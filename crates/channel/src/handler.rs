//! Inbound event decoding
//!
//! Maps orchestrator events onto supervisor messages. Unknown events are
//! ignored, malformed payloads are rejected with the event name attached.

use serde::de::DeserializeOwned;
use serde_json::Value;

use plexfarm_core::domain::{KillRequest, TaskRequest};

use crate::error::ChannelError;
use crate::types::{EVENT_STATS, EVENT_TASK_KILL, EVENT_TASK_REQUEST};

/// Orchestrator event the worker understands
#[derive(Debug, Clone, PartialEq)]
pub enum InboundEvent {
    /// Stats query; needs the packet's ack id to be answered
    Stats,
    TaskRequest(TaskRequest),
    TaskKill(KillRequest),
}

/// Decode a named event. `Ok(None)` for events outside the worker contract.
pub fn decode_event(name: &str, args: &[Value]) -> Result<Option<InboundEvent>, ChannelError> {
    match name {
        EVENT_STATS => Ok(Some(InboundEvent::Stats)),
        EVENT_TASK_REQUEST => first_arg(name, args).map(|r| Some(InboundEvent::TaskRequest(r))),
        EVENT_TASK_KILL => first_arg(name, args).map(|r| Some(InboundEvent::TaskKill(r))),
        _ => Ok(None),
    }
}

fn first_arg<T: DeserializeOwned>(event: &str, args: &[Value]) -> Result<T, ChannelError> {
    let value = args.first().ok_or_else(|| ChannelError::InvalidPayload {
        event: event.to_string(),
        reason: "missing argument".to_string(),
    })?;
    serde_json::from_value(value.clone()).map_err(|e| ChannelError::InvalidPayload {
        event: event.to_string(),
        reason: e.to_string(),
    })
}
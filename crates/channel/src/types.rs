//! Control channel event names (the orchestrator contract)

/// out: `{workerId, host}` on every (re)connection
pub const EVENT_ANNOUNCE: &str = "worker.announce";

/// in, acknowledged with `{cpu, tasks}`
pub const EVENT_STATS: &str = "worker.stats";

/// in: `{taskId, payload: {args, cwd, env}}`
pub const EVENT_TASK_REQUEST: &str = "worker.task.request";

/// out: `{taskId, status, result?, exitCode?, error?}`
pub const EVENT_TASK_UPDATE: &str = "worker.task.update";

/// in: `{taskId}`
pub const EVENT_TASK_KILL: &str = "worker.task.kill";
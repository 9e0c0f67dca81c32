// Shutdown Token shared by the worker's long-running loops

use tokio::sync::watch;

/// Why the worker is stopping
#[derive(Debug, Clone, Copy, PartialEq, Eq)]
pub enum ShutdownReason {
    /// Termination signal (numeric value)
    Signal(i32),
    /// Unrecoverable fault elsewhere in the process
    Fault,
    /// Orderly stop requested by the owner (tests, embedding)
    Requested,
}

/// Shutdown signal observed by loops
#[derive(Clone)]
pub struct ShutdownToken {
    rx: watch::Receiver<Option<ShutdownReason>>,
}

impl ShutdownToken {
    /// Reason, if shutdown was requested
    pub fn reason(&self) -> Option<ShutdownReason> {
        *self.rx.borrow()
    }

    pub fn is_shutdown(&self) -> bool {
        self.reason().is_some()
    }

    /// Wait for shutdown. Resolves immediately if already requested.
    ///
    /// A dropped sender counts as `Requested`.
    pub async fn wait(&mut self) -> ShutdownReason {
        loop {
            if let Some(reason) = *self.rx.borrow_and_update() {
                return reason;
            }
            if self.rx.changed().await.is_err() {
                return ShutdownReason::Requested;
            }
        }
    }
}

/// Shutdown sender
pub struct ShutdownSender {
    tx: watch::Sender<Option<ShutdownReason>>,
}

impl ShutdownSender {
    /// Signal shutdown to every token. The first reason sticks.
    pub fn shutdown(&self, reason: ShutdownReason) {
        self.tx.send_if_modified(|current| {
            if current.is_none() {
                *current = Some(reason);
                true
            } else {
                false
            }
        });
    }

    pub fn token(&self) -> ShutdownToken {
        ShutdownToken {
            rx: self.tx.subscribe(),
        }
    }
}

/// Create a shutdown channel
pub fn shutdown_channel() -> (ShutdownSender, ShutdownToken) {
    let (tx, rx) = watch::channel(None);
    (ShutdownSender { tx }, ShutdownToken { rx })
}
****
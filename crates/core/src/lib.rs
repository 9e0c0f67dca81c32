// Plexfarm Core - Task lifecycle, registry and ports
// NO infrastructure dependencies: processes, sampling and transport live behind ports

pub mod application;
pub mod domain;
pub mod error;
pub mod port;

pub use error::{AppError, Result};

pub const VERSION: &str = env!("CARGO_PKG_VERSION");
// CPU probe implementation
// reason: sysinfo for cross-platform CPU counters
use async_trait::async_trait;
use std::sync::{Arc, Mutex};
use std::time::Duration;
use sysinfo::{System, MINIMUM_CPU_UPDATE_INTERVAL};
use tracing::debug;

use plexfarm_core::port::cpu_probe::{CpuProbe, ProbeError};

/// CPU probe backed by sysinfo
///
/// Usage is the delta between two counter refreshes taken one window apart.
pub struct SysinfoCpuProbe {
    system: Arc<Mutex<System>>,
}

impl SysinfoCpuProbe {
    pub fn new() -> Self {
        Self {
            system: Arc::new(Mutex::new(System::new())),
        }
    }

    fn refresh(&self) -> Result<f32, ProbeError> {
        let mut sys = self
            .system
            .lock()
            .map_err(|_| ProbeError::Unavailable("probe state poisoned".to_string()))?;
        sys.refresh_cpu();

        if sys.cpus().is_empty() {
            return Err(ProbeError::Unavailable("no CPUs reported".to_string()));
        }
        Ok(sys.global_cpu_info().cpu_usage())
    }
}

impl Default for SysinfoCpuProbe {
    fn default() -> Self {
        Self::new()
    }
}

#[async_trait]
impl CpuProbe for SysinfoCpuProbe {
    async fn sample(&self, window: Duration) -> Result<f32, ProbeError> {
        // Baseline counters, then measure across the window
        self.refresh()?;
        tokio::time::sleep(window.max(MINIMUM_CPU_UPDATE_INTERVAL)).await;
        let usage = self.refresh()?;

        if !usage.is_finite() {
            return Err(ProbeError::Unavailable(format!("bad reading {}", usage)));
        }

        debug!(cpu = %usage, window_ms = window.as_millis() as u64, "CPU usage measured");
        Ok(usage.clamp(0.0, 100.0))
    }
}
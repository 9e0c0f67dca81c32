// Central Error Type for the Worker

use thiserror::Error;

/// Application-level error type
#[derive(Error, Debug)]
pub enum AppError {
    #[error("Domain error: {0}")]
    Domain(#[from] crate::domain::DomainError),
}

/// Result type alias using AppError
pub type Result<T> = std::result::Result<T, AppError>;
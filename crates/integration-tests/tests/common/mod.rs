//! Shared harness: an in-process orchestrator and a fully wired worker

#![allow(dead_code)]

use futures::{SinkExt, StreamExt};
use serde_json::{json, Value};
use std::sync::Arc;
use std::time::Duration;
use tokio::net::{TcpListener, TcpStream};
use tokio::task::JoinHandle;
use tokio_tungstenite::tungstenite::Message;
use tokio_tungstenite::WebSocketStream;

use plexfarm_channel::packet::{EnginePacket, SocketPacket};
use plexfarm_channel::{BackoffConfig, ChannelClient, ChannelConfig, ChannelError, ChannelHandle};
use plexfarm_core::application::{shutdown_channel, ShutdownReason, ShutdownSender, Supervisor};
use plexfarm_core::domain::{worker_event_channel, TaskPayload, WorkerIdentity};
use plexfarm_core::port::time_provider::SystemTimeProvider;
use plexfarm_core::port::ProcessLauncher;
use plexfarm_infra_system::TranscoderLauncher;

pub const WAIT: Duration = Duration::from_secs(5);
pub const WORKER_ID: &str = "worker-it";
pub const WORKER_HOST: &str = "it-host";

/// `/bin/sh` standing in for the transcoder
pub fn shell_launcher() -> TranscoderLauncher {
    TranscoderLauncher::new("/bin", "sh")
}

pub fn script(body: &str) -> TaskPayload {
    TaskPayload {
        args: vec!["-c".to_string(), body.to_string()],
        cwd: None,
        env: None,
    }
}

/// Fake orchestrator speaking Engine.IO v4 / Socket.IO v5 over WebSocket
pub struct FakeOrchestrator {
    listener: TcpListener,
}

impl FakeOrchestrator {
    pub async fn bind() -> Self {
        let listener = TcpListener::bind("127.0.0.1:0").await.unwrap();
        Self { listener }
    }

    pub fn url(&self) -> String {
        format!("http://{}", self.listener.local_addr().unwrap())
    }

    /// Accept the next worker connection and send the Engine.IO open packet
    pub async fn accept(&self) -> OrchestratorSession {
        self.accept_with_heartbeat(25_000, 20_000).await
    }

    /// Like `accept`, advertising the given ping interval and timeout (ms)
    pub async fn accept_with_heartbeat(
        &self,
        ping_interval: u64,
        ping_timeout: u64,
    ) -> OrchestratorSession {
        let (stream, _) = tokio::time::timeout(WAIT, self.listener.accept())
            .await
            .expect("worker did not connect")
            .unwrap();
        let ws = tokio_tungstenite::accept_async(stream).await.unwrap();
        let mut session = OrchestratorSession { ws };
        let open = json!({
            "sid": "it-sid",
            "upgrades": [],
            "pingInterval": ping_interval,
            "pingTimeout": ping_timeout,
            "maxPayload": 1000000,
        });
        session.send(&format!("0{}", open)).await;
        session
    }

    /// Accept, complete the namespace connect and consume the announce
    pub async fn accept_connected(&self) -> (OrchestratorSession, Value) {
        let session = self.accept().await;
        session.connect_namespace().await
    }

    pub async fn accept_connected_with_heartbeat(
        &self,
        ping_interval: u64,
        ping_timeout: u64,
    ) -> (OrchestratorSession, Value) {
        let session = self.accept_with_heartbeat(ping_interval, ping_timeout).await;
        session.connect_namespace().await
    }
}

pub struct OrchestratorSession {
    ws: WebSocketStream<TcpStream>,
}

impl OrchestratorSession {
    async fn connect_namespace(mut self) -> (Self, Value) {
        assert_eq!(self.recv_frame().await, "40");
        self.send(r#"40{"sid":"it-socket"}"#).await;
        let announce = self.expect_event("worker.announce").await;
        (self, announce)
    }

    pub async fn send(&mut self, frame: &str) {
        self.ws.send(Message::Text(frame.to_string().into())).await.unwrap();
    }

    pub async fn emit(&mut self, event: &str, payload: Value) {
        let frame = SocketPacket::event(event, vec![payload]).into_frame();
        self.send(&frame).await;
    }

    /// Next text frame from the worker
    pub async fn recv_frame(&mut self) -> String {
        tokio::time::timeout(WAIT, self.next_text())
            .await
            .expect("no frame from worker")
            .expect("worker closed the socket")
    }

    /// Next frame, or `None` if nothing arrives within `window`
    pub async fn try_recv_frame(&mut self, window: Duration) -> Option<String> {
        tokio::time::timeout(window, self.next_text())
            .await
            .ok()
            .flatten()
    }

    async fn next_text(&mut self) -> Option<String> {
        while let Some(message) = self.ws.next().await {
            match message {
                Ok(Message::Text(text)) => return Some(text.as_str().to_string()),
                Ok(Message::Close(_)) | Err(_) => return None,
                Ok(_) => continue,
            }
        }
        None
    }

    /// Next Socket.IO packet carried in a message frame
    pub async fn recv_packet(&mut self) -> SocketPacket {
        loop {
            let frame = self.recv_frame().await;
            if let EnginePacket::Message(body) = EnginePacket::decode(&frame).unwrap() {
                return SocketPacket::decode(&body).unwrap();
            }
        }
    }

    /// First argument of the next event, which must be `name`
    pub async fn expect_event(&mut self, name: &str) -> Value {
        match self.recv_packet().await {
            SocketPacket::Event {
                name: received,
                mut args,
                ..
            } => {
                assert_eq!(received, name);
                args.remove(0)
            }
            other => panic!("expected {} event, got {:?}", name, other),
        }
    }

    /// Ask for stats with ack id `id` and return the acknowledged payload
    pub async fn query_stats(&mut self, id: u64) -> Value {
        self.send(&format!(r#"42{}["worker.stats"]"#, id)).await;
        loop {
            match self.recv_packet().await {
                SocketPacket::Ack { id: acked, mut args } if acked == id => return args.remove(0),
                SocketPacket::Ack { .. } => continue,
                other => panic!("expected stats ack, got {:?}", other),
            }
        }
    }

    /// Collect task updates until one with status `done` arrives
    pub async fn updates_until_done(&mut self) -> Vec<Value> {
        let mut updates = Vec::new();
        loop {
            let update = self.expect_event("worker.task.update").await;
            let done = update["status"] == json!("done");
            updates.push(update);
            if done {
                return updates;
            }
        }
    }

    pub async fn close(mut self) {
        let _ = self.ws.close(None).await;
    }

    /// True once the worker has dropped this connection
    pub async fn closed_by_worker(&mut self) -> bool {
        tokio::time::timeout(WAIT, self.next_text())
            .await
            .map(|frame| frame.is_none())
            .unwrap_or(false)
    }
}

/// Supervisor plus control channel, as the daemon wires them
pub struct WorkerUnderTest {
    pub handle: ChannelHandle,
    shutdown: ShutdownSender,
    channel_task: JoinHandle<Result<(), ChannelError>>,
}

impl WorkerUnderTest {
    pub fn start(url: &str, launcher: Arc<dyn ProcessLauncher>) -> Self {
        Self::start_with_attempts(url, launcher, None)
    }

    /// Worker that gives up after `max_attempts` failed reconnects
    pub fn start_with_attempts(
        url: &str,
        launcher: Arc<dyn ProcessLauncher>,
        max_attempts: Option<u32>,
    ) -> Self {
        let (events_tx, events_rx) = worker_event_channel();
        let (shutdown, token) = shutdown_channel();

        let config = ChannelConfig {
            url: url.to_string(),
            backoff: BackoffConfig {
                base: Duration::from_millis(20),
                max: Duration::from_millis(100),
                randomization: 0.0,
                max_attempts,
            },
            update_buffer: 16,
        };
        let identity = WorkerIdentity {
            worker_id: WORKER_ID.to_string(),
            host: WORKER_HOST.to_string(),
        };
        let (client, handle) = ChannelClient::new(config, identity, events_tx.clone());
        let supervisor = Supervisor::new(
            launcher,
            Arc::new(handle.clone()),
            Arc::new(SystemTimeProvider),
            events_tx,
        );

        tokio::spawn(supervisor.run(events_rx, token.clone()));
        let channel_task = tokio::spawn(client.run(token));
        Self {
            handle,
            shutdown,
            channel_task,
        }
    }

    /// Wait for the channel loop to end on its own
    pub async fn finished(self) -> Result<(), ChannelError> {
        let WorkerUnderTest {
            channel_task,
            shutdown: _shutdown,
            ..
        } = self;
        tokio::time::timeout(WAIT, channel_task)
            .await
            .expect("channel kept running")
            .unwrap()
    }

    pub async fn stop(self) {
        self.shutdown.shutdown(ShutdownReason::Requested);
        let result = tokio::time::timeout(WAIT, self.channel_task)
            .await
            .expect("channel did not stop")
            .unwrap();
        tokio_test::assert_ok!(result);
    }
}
****
Activity ▸ "bool" is the word to look for; copy every line of the data that has it.

Task output ▸
    pub fn is_shutdown(&self) -> bool {
    pub async fn closed_by_worker(&mut self) -> bool {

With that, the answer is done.